I have been getting a lot of advice lately. Fortunately, almost all of it is in the form of old postcards, so there is no need for me to make a personal decision on whether it’s good or not.
Some genius whose name I have forgotten once wrote that all advice is both good and bad: it is useful in some situations but hopelessly harmful in others.
“So how do you know which advice is which in your situation?” he was asked.
He smiled upon his listener. “If you can tell that, you don’t need the advice.”
Some of the advice I find on elderly postcards strikes me as dubious, though it may work perfectly well for the right person at the right time. I have been working on the aphorism at the top of this column for quite some time, and I have come out where I went in. I THINK I know what this postcard is getting at, but I can’t quite figure out the analogy. I’m thinking of lemons when I should be thinking of the life lesson I’m being offered.

This advice seems a little disjointed, too, but that’s just because it is based on a play on words about “getting soaked”, which ALMOST works.

Now, this is fairly obvious, and I value it as a demonstration of the fact that there is no proverb—“All things come to he who waits”—without an equal and opposite proverb.

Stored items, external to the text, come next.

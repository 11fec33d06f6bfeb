use std::ffi::OsString;
use std::path::{Path, PathBuf};
use std::sync::Arc;

use chrono::{DateTime, Utc};
use serde::{Deserialize, Serialize};
use tokio::fs;
use tokio::io::AsyncWriteExt;
use tokio::sync::{mpsc, Mutex};
use tokio::task::JoinHandle;
use tokio_util::sync::CancellationToken;
use tracing::{debug, warn};

use crate::error::{EngineError, Result};

/// Half-open byte interval `[start, end)`, persisted as a `[start, end]` pair.
#[derive(Serialize, Deserialize, Debug, Clone, Copy, PartialEq, Eq, PartialOrd, Ord, Hash)]
#[serde(from = "(u64, u64)", into = "(u64, u64)")]
pub struct ByteRange {
    pub start: u64,
    pub end: u64,
}

impl ByteRange {
    pub fn new(start: u64, end: u64) -> Self {
        Self { start, end }
    }

    pub fn len(&self) -> u64 {
        self.end.saturating_sub(self.start)
    }

    pub fn is_empty(&self) -> bool {
        self.end <= self.start
    }

    /// `Range` header value; HTTP ranges are inclusive.
    pub fn header_value(&self) -> String {
        format!("bytes={}-{}", self.start, self.end.saturating_sub(1))
    }
}

impl From<(u64, u64)> for ByteRange {
    fn from((start, end): (u64, u64)) -> Self {
        Self { start, end }
    }
}

impl From<ByteRange> for (u64, u64) {
    fn from(r: ByteRange) -> Self {
        (r.start, r.end)
    }
}

/// Durable record of which bytes of a partial file are already on disk.
///
/// `completed` is kept sorted, non-overlapping and non-adjacent, and never
/// reaches past `total_size`.
#[derive(Serialize, Deserialize, Debug, Clone, PartialEq, Eq)]
pub struct ResumeRecord {
    pub url: String,
    pub total_size: u64,
    #[serde(default, skip_serializing_if = "Option::is_none")]
    pub checksum: Option<String>,
    #[serde(default)]
    pub completed: Vec<ByteRange>,
    #[serde(default = "Utc::now")]
    pub updated_at: DateTime<Utc>,
}

impl ResumeRecord {
    pub fn new(url: impl Into<String>, total_size: u64, checksum: Option<String>) -> Self {
        Self {
            url: url.into(),
            total_size,
            checksum,
            completed: Vec::new(),
            updated_at: Utc::now(),
        }
    }

    /// Merges `range` into the completed set. Returns whether anything changed.
    pub fn insert(&mut self, range: ByteRange) -> bool {
        let range = ByteRange::new(range.start, range.end.min(self.total_size));
        if range.is_empty() {
            return false;
        }
        if self
            .completed
            .iter()
            .any(|r| r.start <= range.start && range.end <= r.end)
        {
            return false;
        }

        self.completed.push(range);
        self.completed.sort_unstable();
        let mut merged: Vec<ByteRange> = Vec::with_capacity(self.completed.len());
        for r in self.completed.drain(..) {
            match merged.last_mut() {
                Some(last) if r.start <= last.end => last.end = last.end.max(r.end),
                _ => merged.push(r),
            }
        }
        self.completed = merged;
        self.updated_at = Utc::now();
        true
    }

    pub fn completed_bytes(&self) -> u64 {
        self.completed.iter().map(ByteRange::len).sum()
    }

    pub fn is_complete(&self) -> bool {
        matches!(self.completed.as_slice(), [only] if only.start == 0 && only.end == self.total_size)
            || self.total_size == 0
    }

    /// The parts of `[0, total_size)` not yet recorded, in order.
    pub fn gaps(&self) -> Vec<ByteRange> {
        let mut gaps = Vec::new();
        let mut cursor = 0;
        for r in &self.completed {
            if r.start > cursor {
                gaps.push(ByteRange::new(cursor, r.start));
            }
            cursor = cursor.max(r.end);
        }
        if cursor < self.total_size {
            gaps.push(ByteRange::new(cursor, self.total_size));
        }
        gaps
    }

    /// Rebuilds `completed` through `insert`, dropping anything out of bounds.
    fn normalize(&mut self) {
        let ranges = std::mem::take(&mut self.completed);
        for r in ranges {
            self.insert(r);
        }
    }
}

fn with_suffix(path: &Path, suffix: &str) -> PathBuf {
    let mut name: OsString = path.as_os_str().to_os_string();
    name.push(suffix);
    PathBuf::from(name)
}

/// Where the bytes of an in-progress download of `archive` are written.
pub fn part_path(archive: &Path) -> PathBuf {
    with_suffix(archive, ".part")
}

/// One store per destination file, at `<archive>.part.json`.
#[derive(Debug, Clone)]
pub struct ResumeStore {
    path: PathBuf,
}

impl ResumeStore {
    pub fn for_archive(archive: &Path) -> Self {
        Self {
            path: with_suffix(archive, ".part.json"),
        }
    }

    pub fn path(&self) -> &Path {
        &self.path
    }

    /// Missing or unreadable records load as `None`.
    pub async fn load(&self) -> Result<Option<ResumeRecord>> {
        let content = match fs::read_to_string(&self.path).await {
            Ok(c) => c,
            Err(e) if e.kind() == std::io::ErrorKind::NotFound => return Ok(None),
            Err(e) => return Err(EngineError::disk(&self.path, e)),
        };
        match serde_json::from_str::<ResumeRecord>(&content) {
            Ok(mut record) => {
                record.normalize();
                Ok(Some(record))
            }
            Err(e) => {
                warn!(path = ?self.path, error = %e, "discarding unreadable resume record");
                Ok(None)
            }
        }
    }

    /// Replaces the record on disk in one rename so readers never see a torn file.
    pub async fn save(&self, record: &ResumeRecord) -> Result<()> {
        let content = serde_json::to_vec_pretty(record).map_err(|e| EngineError::StateCorrupt {
            path: self.path.clone(),
            message: e.to_string(),
        })?;
        let tmp = with_suffix(&self.path, ".tmp");
        let mut file = fs::File::create(&tmp)
            .await
            .map_err(|e| EngineError::disk(&tmp, e))?;
        file.write_all(&content)
            .await
            .map_err(|e| EngineError::disk(&tmp, e))?;
        file.sync_all().await.map_err(|e| EngineError::disk(&tmp, e))?;
        drop(file);
        fs::rename(&tmp, &self.path)
            .await
            .map_err(|e| EngineError::disk(&self.path, e))?;
        Ok(())
    }

    /// Merges `range` into `record` and persists it if that changed anything.
    pub async fn record_range(&self, record: &mut ResumeRecord, range: ByteRange) -> Result<bool> {
        if !record.insert(range) {
            return Ok(false);
        }
        self.save(record).await?;
        Ok(true)
    }

    pub async fn clear(&self) -> Result<()> {
        for path in [self.path.clone(), with_suffix(&self.path, ".tmp")] {
            match fs::remove_file(&path).await {
                Ok(()) => {}
                Err(e) if e.kind() == std::io::ErrorKind::NotFound => {}
                Err(e) => return Err(EngineError::disk(path, e)),
            }
        }
        Ok(())
    }

    /// Hands the record to a single writer task that owns it for the rest of the run.
    ///
    /// Before each save the bytes of `data` are synced, so a saved range is never
    /// ahead of the partial file. If a save fails the writer cancels `abort` and
    /// stops accepting ranges; the error comes back from `finish`.
    pub fn spawn_writer(self, record: ResumeRecord, data: Arc<Mutex<fs::File>>, abort: CancellationToken) -> CheckpointWriter {
        let (tx, mut rx) = mpsc::unbounded_channel::<ByteRange>();
        let handle = tokio::spawn(async move {
            let mut record = record;
            while let Some(range) = rx.recv().await {
                let mut changed = record.insert(range);
                while let Ok(range) = rx.try_recv() {
                    changed |= record.insert(range);
                }
                if !changed {
                    continue;
                }
                if let Err(e) = self.checkpoint(&record, &data).await {
                    warn!(path = ?self.path, error = %e, "checkpoint failed, stopping transfer");
                    abort.cancel();
                    return Err(e);
                }
                debug!(
                    path = ?self.path,
                    done = record.completed_bytes(),
                    total = record.total_size,
                    "checkpoint"
                );
            }
            Ok::<_, EngineError>(record)
        });
        CheckpointWriter { tx, handle }
    }

    async fn checkpoint(&self, record: &ResumeRecord, data: &Mutex<fs::File>) -> Result<()> {
        data.lock()
            .await
            .sync_data()
            .await
            .map_err(|e| EngineError::disk(self.path.with_extension(""), e))?;
        self.save(record).await
    }
}

/// Cheap handle fetchers use to report written spans.
#[derive(Debug, Clone)]
pub struct CheckpointSender {
    tx: mpsc::UnboundedSender<ByteRange>,
}

impl CheckpointSender {
    /// Fails with `Cancelled` once the writer has stopped; its own error is
    /// reported by `CheckpointWriter::finish`.
    pub fn record(&self, range: ByteRange) -> Result<()> {
        self.tx.send(range).map_err(|_| EngineError::Cancelled)
    }
}

pub struct CheckpointWriter {
    tx: mpsc::UnboundedSender<ByteRange>,
    handle: JoinHandle<Result<ResumeRecord>>,
}

impl CheckpointWriter {
    pub fn sender(&self) -> CheckpointSender {
        CheckpointSender {
            tx: self.tx.clone(),
        }
    }

    /// Waits until every reported range is on disk and returns the final record.
    /// All senders must have been dropped.
    pub async fn finish(self) -> Result<ResumeRecord> {
        drop(self.tx);
        self.handle.await?
    }
}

It also demonstrates that our ancestors were no strangers to the idea of the go-getter winning out over all opposition. I am, personally, as ambivalent about this as Helen’s client here. (You DID get the joke about “Go to Helen Hunt for it”, right? Just checking.)

There’s a reason that “Do It Now” is the subject of so many postcards and cartoons through the year. Here’s another admonition to seize the moment…or something.

The attitude will get you into trouble nowadays, of course. To a sales professional, you see, no never means no. (I have seen sales texts criticized ust for saying that you must never ask a potential customer any question that can be answered with Yes or No, because you can’t give anyone the opportunity to say no.)

There was also a great belief in the power of positive thinking. (I am reminded of Thorne Smith’s tale of a businessman whose motto was “Keep smiling and SMILE the Depression away.” The reason his business did not go under during the Depression, Smith notes, is because he had partners who didn’t smile and worked overtime.)

So for a lot of our postcard philosophers, it was all about energy, positivity, and efficiency. This advice beats all the others for sheer efficiency. Squeeze two lemons with one at one go, I say.